Work to be completed
Set all of the entries down again precisely as they are written.

[Excerpts from a dataset]
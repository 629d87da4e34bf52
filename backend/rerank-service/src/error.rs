use recsys_core::DataError;
use thiserror::Error;

#[derive(Debug, Error)]
pub enum RerankError {
    #[error("lambda must be within [0, 1], got {0}")]
    InvalidLambda(f64),

    #[error("cutoff must be positive, got {0}")]
    InvalidCutoff(usize),

    #[error("invalid window size {window}: {reason}")]
    InvalidWindow { window: usize, reason: String },

    #[error("Invalid parameter: {0}")]
    InvalidParameter(String),

    #[error("Data error: {0}")]
    Data(#[from] DataError),

    #[error("Configuration error: {0}")]
    Config(#[from] envy::Error),

    #[error("Rerank task failed: {0}")]
    Task(String),
}

pub type Result<T> = std::result::Result<T, RerankError>;
use crate::recommendation::Id;
use std::collections::{HashMap, HashSet};

/// Item feature data: which features (genres, aspects) an item exhibits.
pub trait FeatureData<I, F>: Send + Sync {
    /// `(feature, weight)` pairs of an item; empty for unknown items.
    fn item_features(&self, item: &I) -> &[(F, f64)];

    /// All known features, in a stable order.
    fn features(&self) -> Vec<F>;

    fn has_feature(&self, item: &I, feature: &F) -> bool
    where
        F: PartialEq,
    {
        self.item_features(item).iter().any(|(f, _)| f == feature)
    }
}

/// In-memory feature data keyed by item.
///
/// A feature is stored at most once per item; the first weight wins.
#[derive(Debug, Clone)]
pub struct SimpleFeatureData<I, F> {
    by_item: HashMap<I, Vec<(F, f64)>>,
    features: Vec<F>,
    known: HashSet<F>,
}

impl<I: Id, F: Id> Default for SimpleFeatureData<I, F> {
    fn default() -> Self {
        Self {
            by_item: HashMap::new(),
            features: Vec::new(),
            known: HashSet::new(),
        }
    }
}

impl<I: Id, F: Id> SimpleFeatureData<I, F> {
    pub fn new() -> Self {
        Self::default()
    }

    /// Build from `(item, feature, weight)` triples.
    pub fn from_triples(triples: impl IntoIterator<Item = (I, F, f64)>) -> Self {
        let mut data = Self::new();
        for (item, feature, weight) in triples {
            data.add(item, feature, weight);
        }
        data
    }

    pub fn add(&mut self, item: I, feature: F, weight: f64) {
        let item_features = self.by_item.entry(item).or_default();
        if item_features.iter().any(|(f, _)| *f == feature) {
            return;
        }
        if self.known.insert(feature.clone()) {
            self.features.push(feature.clone());
        }
        item_features.push((feature, weight));
    }

    pub fn num_items(&self) -> usize {
        self.by_item.len()
    }
}

impl<I: Id, F: Id> FeatureData<I, F> for SimpleFeatureData<I, F> {
    fn item_features(&self, item: &I) -> &[(F, f64)] {
        self.by_item.get(item).map(Vec::as_slice).unwrap_or(&[])
    }

    fn features(&self) -> Vec<F> {
        self.features.clone()
    }
}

Exercise response
repository 629d87da4e34bf52
filename backend/rerank-service/src/error.rs
use recsys_core::DataError;
use thiserror::Error;

#[derive(Debug, Error)]
pub enum RerankError {
    #[error("lambda must be within [0, 1], got {0}")]
    InvalidLambda(f64),

    #[error("cutoff must be positive, got {0}")]
    InvalidCutoff(usize),

    #[error("invalid window size {window}: {reason}")]
    InvalidWindow { window: usize, reason: String },

    #[error("Invalid parameter: {0}")]
    InvalidParameter(String),

    #[error("Data error: {0}")]
    Data(#[from] DataError),

    #[error("Configuration error: {0}")]
    Config(#[from] envy::Error),

    #[error("Rerank task failed: {0}")]
    Task(String),
}

pub type Result<T> = std::result::Result<T, RerankError>;
use crate::recommendation::Id;
use std::collections::{HashMap, HashSet};

/// Item feature data: which features (genres, aspects) an item exhibits.
pub trait FeatureData<I, F>: Send + Sync {
    /// `(feature, weight)` pairs of an item; empty for unknown items.
    fn item_features(&self, item: &I) -> &[(F, f64)];

    /// All known features, in a stable order.
    fn features(&self) -> Vec<F>;

    fn has_feature(&self, item: &I, feature: &F) -> bool
    where
        F: PartialEq,
    {
        self.item_features(item).iter().any(|(f, _)| f == feature)
    }
}

/// In-memory feature data keyed by item.
///
/// A feature is stored at most once per item; the first weight wins.
#[derive(Debug, Clone)]
pub struct SimpleFeatureData<I, F> {
    by_item: HashMap<I, Vec<(F, f64)>>,
    features: Vec<F>,
    known: HashSet<F>,
}

impl<I: Id, F: Id> Default for SimpleFeatureData<I, F> {
    fn default() -> Self {
        Self {
            by_item: HashMap::new(),
            features: Vec::new(),
            known: HashSet::new(),
        }
    }
}

impl<I: Id, F: Id> SimpleFeatureData<I, F> {
    pub fn new() -> Self {
        Self::default()
    }

    /// Build from `(item, feature, weight)` triples.
    pub fn from_triples(triples: impl IntoIterator<Item = (I, F, f64)>) -> Self {
        let mut data = Self::new();
        for (item, feature, weight) in triples {
            data.add(item, feature, weight);
        }
        data
    }

    pub fn add(&mut self, item: I, feature: F, weight: f64) {
        let item_features = self.by_item.entry(item).or_default();
        if item_features.iter().any(|(f, _)| *f == feature) {
            return;
        }
        if self.known.insert(feature.clone()) {
            self.features.push(feature.clone());
        }
        item_features.push((feature, weight));
    }

    pub fn num_items(&self) -> usize {
        self.by_item.len()
    }
}

impl<I: Id, F: Id> FeatureData<I, F> for SimpleFeatureData<I, F> {
    fn item_features(&self, item: &I) -> &[(F, f64)] {
        self.by_item.get(item).map(Vec::as_slice).unwrap_or(&[])
    }

    fn features(&self) -> Vec<F> {
        self.features.clone()
    }
}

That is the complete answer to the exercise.